Task requirements:
Across the lines of the records below, how many have the string "WebSocket" in them? Answer with the number alone.
Start of Exercise data
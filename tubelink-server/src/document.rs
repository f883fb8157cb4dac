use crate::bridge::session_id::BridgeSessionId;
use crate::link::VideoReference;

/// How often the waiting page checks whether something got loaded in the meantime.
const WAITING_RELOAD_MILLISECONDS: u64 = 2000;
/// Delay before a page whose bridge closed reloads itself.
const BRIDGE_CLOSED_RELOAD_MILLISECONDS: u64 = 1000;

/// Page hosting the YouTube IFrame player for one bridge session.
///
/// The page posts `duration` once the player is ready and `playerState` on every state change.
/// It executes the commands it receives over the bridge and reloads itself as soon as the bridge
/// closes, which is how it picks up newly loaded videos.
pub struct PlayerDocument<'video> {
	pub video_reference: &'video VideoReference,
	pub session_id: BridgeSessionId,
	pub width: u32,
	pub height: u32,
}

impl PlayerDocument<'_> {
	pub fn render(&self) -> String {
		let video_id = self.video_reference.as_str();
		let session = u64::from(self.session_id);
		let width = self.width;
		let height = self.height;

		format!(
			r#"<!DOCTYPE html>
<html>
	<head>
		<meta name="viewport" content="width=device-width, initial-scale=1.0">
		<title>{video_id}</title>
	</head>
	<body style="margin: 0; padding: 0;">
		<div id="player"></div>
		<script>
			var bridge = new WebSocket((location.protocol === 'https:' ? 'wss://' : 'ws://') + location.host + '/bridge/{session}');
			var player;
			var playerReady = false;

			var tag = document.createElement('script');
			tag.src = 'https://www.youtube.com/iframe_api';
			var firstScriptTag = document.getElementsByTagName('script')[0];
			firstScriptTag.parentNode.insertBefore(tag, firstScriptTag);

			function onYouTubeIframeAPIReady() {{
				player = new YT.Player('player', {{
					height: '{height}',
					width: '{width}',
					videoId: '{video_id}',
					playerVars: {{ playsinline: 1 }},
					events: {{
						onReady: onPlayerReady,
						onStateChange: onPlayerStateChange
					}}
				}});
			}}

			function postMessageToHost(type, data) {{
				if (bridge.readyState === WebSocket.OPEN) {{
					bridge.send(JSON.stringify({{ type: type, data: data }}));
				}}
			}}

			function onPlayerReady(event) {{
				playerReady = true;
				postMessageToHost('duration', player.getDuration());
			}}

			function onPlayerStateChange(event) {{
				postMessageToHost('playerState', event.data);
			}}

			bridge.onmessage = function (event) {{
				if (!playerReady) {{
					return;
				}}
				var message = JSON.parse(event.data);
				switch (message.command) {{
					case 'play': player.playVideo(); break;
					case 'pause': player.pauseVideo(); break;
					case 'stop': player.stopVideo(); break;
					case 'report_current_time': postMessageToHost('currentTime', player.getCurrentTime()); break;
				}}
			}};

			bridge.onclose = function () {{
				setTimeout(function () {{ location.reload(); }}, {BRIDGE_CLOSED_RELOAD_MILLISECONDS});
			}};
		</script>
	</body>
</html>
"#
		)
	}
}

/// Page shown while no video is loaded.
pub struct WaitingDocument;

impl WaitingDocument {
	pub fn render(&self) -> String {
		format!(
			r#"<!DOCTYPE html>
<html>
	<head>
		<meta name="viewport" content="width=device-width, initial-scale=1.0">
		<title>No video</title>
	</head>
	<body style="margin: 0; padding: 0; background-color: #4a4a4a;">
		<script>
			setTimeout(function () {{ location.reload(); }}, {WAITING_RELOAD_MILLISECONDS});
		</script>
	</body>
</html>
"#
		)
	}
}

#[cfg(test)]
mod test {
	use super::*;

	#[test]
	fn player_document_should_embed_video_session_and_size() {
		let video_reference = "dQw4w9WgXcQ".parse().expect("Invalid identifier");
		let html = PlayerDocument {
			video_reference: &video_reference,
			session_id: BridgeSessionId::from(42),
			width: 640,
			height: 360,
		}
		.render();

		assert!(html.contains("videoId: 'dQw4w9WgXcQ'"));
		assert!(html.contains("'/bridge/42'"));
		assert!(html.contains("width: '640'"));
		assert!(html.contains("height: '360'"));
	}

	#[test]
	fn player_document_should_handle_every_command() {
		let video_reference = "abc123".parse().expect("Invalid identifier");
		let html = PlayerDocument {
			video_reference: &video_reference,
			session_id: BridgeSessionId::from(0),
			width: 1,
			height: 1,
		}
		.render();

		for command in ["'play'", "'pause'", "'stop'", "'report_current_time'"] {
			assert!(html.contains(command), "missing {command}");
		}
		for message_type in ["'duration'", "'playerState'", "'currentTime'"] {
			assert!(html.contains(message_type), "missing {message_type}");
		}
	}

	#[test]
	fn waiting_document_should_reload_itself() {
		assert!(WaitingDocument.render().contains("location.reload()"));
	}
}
End of Exercise data
Solution to the problem:
2